Patients will be assessed based on need, and those deemed suitable for air travel will be flown to St. John's and returned to their regional health-care facility the same day.
In a press release, the Department of Health and Community Services said the service will reduce the wait-list for the procedure in the province and free up beds. It also said there would be less expensive for those who have to travel to and stay in St. John's for the procedure.
Calling the project "Heart Force One," Premier Andrew Furey said, "It's not only better care, it's efficient care."
"This will allow patients and their families to know that they have a date for cardiac catheterization. They know that they will be returned to the same institution on the same day," he said.
He said the program is a creative solution to the challenges that face the province's health-care system.
Furey said it will also be a more cost-effective solution. "I will tell you sitting in an acute care bed costs anywhere from $700 to $1,000 a day," he said.
"Of course there's going to be an upfront cost, but I would argue that it's less than if we let the current system continue the way it is."
Dr. Sean Connors, Eastern Health's clinical chief of cardiac care, said this type of patient travel is not something they have done before.
Newfoundland and Labrador has a great heart team and cutting-edge technology to bring the best care to cardiac patients, he said, but the province's geography is daunting.
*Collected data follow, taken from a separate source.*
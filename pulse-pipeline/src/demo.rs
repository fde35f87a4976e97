//! Synthetic sales and inventory extracts for exploring the dashboard
//! without real data.
//!
//! Output depends only on the seed and the anchor timestamp, so two calls
//! with the same arguments produce identical tables.

use chrono::{Duration, NaiveDateTime};
use rand::distributions::WeightedIndex;
use rand::prelude::Distribution;
use rand::rngs::StdRng;
use rand::seq::SliceRandom;
use rand::{Rng, SeedableRng};

use pulse_metrics::records::{CustomerType, Dataset, InventoryRecord, SalesRecord};

/// Seed used when the caller has no preference.
pub const DEMO_SEED: u64 = 42;

const DAYS: i64 = 30;
const SKUS_PER_BOUTIQUE: usize = 50;
const MIN_STOCK_THRESHOLD: u32 = 5;
const MAX_STOCK_THRESHOLD: u32 = 20;

const BOUTIQUES: &[(&str, &str)] = &[
    ("Dubai Mall", "Middle East"),
    ("Paris Champs-Élysées", "Europe"),
    ("London Bond Street", "Europe"),
    ("NYC Fifth Avenue", "Americas"),
    ("Tokyo Ginza", "Asia"),
    ("Hong Kong Central", "Asia"),
];
const CATEGORIES: &[&str] = &["Watches", "Jewelry", "Accessories"];
const BRANDS: &[&str] = &["Rolex", "Cartier", "Patek Philippe", "Van Cleef & Arpels"];
const PAYMENT_METHODS: &[&str] = &["Credit Card", "Cash", "Wire Transfer"];
const CUSTOMER_TYPES: &[(CustomerType, u32)] = &[
    (CustomerType::New, 3),
    (CustomerType::Returning, 5),
    (CustomerType::Vip, 2),
];

/// Build 30 days of sales for six boutiques plus a 50-SKU stock snapshot per
/// boutique, ending at `anchor`.
pub fn generate_demo_data(seed: u64, anchor: NaiveDateTime) -> Dataset {
    let mut rng = StdRng::seed_from_u64(seed);
    let sales = demo_sales(&mut rng, anchor);
    let inventory = demo_inventory(&mut rng, anchor);
    log::debug!(
        "generated demo dataset: {} sales rows, {} inventory rows (seed {})",
        sales.len(),
        inventory.len(),
        seed
    );
    Dataset::new(sales, inventory)
}

fn boutique_id(index: usize) -> String {
    format!("BTQ{:03}", index + 1)
}

fn pick<'a>(rng: &mut StdRng, choices: &[&'a str]) -> &'a str {
    choices.choose(rng).copied().unwrap_or_default()
}

fn demo_sales(rng: &mut StdRng, anchor: NaiveDateTime) -> Vec<SalesRecord> {
    let customer_weights: Vec<u32> = CUSTOMER_TYPES.iter().map(|(_, w)| *w).collect();
    let customer_dist = WeightedIndex::new(&customer_weights).ok();

    let mut records = Vec::new();
    for offset in (0..DAYS).rev() {
        let date = anchor - Duration::days(offset);
        let day_code = date.format("%Y%m%d");

        for (b_idx, (name, region)) in BOUTIQUES.iter().enumerate() {
            let transactions = rng.gen_range(5..=15);
            for t_idx in 0..transactions {
                let customer_type = customer_dist
                    .as_ref()
                    .map(|d| CUSTOMER_TYPES[d.sample(rng)].0)
                    .unwrap_or(CustomerType::Returning);

                records.push(SalesRecord {
                    date,
                    boutique_id: boutique_id(b_idx),
                    boutique_name: name.to_string(),
                    region: region.to_string(),
                    sku_code: format!("SKU{}", rng.gen_range(1000..9999)),
                    product_category: pick(rng, CATEGORIES).to_string(),
                    brand: pick(rng, BRANDS).to_string(),
                    units_sold: rng.gen_range(1..4),
                    revenue_local_currency: Some(rng.gen_range(5_000..50_000) as f64),
                    revenue_usd: rng.gen_range(5_000..50_000) as f64,
                    transaction_id: format!("TXN{}{}{:04}", day_code, b_idx + 1, t_idx),
                    sales_associate_id: Some(format!("SA{}", rng.gen_range(100..999))),
                    customer_type,
                    payment_method: Some(pick(rng, PAYMENT_METHODS).to_string()),
                });
            }
        }
    }
    records
}

fn demo_inventory(rng: &mut StdRng, anchor: NaiveDateTime) -> Vec<InventoryRecord> {
    let mut records = Vec::with_capacity(BOUTIQUES.len() * SKUS_PER_BOUTIQUE);
    for b_idx in 0..BOUTIQUES.len() {
        for i in 0..SKUS_PER_BOUTIQUE {
            records.push(InventoryRecord {
                date: anchor,
                boutique_id: boutique_id(b_idx),
                sku_code: format!("SKU{}", 1000 + i),
                product_name: format!("Luxury Item {}", i),
                category: pick(rng, CATEGORIES).to_string(),
                brand: pick(rng, BRANDS).to_string(),
                current_stock_units: rng.gen_range(0..20),
                min_stock_threshold: MIN_STOCK_THRESHOLD,
                max_stock_threshold: Some(MAX_STOCK_THRESHOLD),
                unit_cost: Some(rng.gen_range(2_000..20_000) as f64),
                retail_price: rng.gen_range(5_000..50_000) as f64,
                last_restock_date: Some(anchor - Duration::days(rng.gen_range(1..60))),
                supplier_lead_time_days: Some(rng.gen_range(7..30)),
            });
        }
    }
    records
}
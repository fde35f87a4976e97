use std::sync::Arc;

use chrono::NaiveDateTime;
use serde::Serialize;

use pulse_metrics::aggregates::{
    boutique_metrics_with, category_metrics, category_stock, daily_revenue,
};
use pulse_metrics::{
    BoutiqueMetrics, CategoryMetrics, CategoryStock, DailyRevenue, Dataset, KpiEngine,
    KpiSnapshot,
};

use crate::alert::{AlertInput, AlertReport};
use crate::alert_engine::AlertEngine;
use crate::config::DashboardConfig;
use crate::loader::LoadOutcome;
use crate::util::plural;

/// Everything one dashboard refresh shows.
#[derive(Clone, Debug, PartialEq, Serialize)]
pub struct DashboardReport {
    #[serde(serialize_with = "pulse_metrics::timestamp::serialize_timestamp")]
    pub generated_at: NaiveDateTime,
    pub kpis: KpiSnapshot,
    pub alerts: AlertReport,
    pub boutiques: Vec<BoutiqueMetrics>,
    pub categories: Vec<CategoryMetrics>,
    pub revenue_trend: Vec<DailyRevenue>,
    pub category_stock: Vec<CategoryStock>,
}

/// One refresh over a loaded dataset.
///
/// Flow:
/// 1. KpiEngine computes the day-over-day snapshot
/// 2. AlertEngine runs the six alert rules
/// 3. boutique and category tables are aggregated
/// 4. the daily revenue trend and per-category stock series are built
///
/// Nothing is cached between refreshes; each `run` recomputes from the tables.
pub struct ReportContext<'a> {
    pub dataset: &'a Dataset,
    pub config: &'a DashboardConfig,
    pub now: NaiveDateTime,
}

impl<'a> ReportContext<'a> {
    pub fn new(dataset: &'a Dataset, config: &'a DashboardConfig, now: NaiveDateTime) -> Self {
        Self {
            dataset,
            config,
            now,
        }
    }

    pub fn run(&self) -> DashboardReport {
        let Dataset { sales, inventory } = self.dataset;
        let heuristics = &self.config.heuristics;

        let kpis = KpiEngine::new(heuristics.clone()).compute(sales, inventory, self.now);
        let alerts = AlertEngine::default().check(&AlertInput {
            sales,
            inventory,
            thresholds: &self.config.thresholds,
            heuristics,
            now: self.now,
        });

        log::info!(
            "dashboard refreshed: {} sales rows, {} inventory rows, {} critical / {} warning alerts",
            sales.len(),
            inventory.len(),
            alerts.critical.len(),
            alerts.warning.len()
        );

        DashboardReport {
            generated_at: self.now,
            kpis,
            alerts,
            boutiques: boutique_metrics_with(sales, heuristics),
            categories: category_metrics(sales),
            revenue_trend: daily_revenue(sales),
            category_stock: category_stock(inventory),
        }
    }
}

/// Holds the dataset currently on display.
///
/// A new upload replaces the dataset only if it loaded without errors;
/// otherwise the previous dataset stays visible.
#[derive(Clone, Debug, Default)]
pub struct Session {
    dataset: Option<Arc<Dataset>>,
}

impl Session {
    pub fn new() -> Self {
        Self::default()
    }

    pub fn dataset(&self) -> Option<Arc<Dataset>> {
        self.dataset.clone()
    }

    pub fn replace(&mut self, dataset: Dataset) {
        log::info!(
            "session dataset replaced: {} sales rows, {} inventory rows",
            dataset.sales.len(),
            dataset.inventory.len()
        );
        self.dataset = Some(Arc::new(dataset));
    }

    /// Adopt a load result. On error the current dataset is kept and the
    /// errors are handed back for display.
    pub fn ingest(&mut self, outcome: LoadOutcome) -> Result<(), Vec<String>> {
        match outcome.into_dataset() {
            Ok(dataset) => {
                self.replace(dataset);
                Ok(())
            }
            Err(errors) => {
                log::warn!(
                    "upload rejected with {} error{}, keeping previous dataset",
                    errors.len(),
                    plural(errors.len())
                );
                Err(errors)
            }
        }
    }
}

#[cfg(test)]
mod tests {
    use super::*;
    use crate::components::fixtures::{at, sale, stock};

    fn dataset() -> Dataset {
        Dataset::new(
            vec![
                sale(at(9, 11), "Paris", "T1", 10_000.0),
                sale(at(10, 11), "Paris", "T2", 8_000.0),
            ],
            vec![stock("Santos", "BTQ001", 0, 5, 1_000.0)],
        )
    }

    #[test]
    fn run_combines_every_section() {
        let data = dataset();
        let config = DashboardConfig::default();
        let report = ReportContext::new(&data, &config, at(10, 9)).run();

        assert_eq!(report.kpis.daily_revenue, 8_000.0);
        assert!((report.kpis.revenue_growth + 20.0).abs() < 1e-9);
        assert_eq!(report.kpis.stockout_risk, 1);
        assert_eq!(report.alerts.critical, vec!["STOCKOUT: Santos at BTQ001".to_string()]);
        assert_eq!(report.boutiques.len(), 1);
        assert_eq!(report.categories[0].revenue_share, 100.0);
        assert_eq!(report.generated_at, at(10, 9));

        let days: Vec<f64> = report.revenue_trend.iter().map(|d| d.revenue).collect();
        assert_eq!(days, vec![10_000.0, 8_000.0]);
        assert_eq!(report.category_stock.len(), 1);
        assert_eq!(report.category_stock[0].min_stock_threshold, 5);
    }

    #[test]
    fn report_serializes_with_table_column_names() {
        let data = dataset();
        let config = DashboardConfig::default();
        let report = ReportContext::new(&data, &config, at(10, 9)).run();

        let json = serde_json::to_value(&report).unwrap();
        assert_eq!(json["generated_at"], "2024-06-10 09:00:00");
        assert_eq!(json["kpis"]["stockout_risk"], 1);
        assert_eq!(json["alerts"]["critical"][0], "STOCKOUT: Santos at BTQ001");
        assert_eq!(json["boutiques"][0]["Boutique_Name"], "Paris");
        assert_eq!(json["categories"][0]["Category"], "Watches");
        assert_eq!(json["revenue_trend"][0]["Date"], "2024-06-09");
        assert_eq!(json["category_stock"][0]["Current_Stock_Units"], 0);
    }

    #[test]
    fn failed_upload_keeps_previous_dataset() {
        let mut session = Session::new();
        assert!(session.dataset().is_none());

        session.replace(dataset());
        let outcome = LoadOutcome {
            sales: None,
            inventory: None,
            errors: vec!["Sales Report is missing columns: Date".to_string()],
        };
        let errors = session.ingest(outcome).unwrap_err();

        assert_eq!(errors, vec!["Sales Report is missing columns: Date".to_string()]);
        assert_eq!(session.dataset().unwrap().sales.len(), 2);
    }

    #[test]
    fn clean_upload_swaps_dataset() {
        let mut session = Session::new();
        session.replace(dataset());
        let outcome = LoadOutcome {
            sales: Some(vec![]),
            inventory: Some(vec![]),
            errors: vec![],
        };
        session.ingest(outcome).unwrap();
        assert!(session.dataset().unwrap().sales.is_empty());
    }
}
"To see the patients, the looks on their faces, the nurses that come down with them and how they can see and find out what we actually do in this lab and to mix with our workers — to me it makes our province a whole lot smaller."
He also said the service offers continuity of care for the patient. The nurse looking after the patient will accompany them and see the procedure, he said, then escort the patient back to the facility they came from.
"So the team from another health authority merges with our team and then they'll go back," he said.
"We are small, here in this province. But we are smart and we are nimble."
Concerns with service
Opposition leader David Brazil said the service is a step in the right direction.
"It's great to see this government being proactive, finally, around health care and letting the health professionals find creative solutions to providing health interventions for people in Newfoundland and Labrador."
But Brazil said he has concerns about the logistics of the travel, and wonders whether the resources that would be used in air travel would be available to other patients who need it at a moment's notice, and whether the health professional, likely a nurse, travelling with the patient will be replaced in the facility where the patient is leaving from.
Interim NDP Leader Jim Dinn said he supports the service but has concerns about what the government is doing for other health-care issues. He said there are serious issues with the provincial medical transportation assistance program, with people unable either to access it or be compensated for it.
Dinn also asked what the government will do to address nurses leaving the system and the number of people in the province who still do not have a primary medical-care provider, and said he's concerned about what will happen regarding the provincewide ambulance system.
But in the long run, Dinn said, he supports the initiative.
Furey said the province is looking at expanding the program.
"There are other outpatient procedures where people are waiting in beds scattered across the province currently, today, that we could look at using a similar model or the exact same Heart Force One to transport them in, get their surgical procedure, their diagnostic text test their biopsy, whatever the procedure is and then repatriate them to their to their home institution," he said.
The Department of Health and Community Services said about 25 people have benefited from the pilot project to date, with 25 patients transported on three occasions.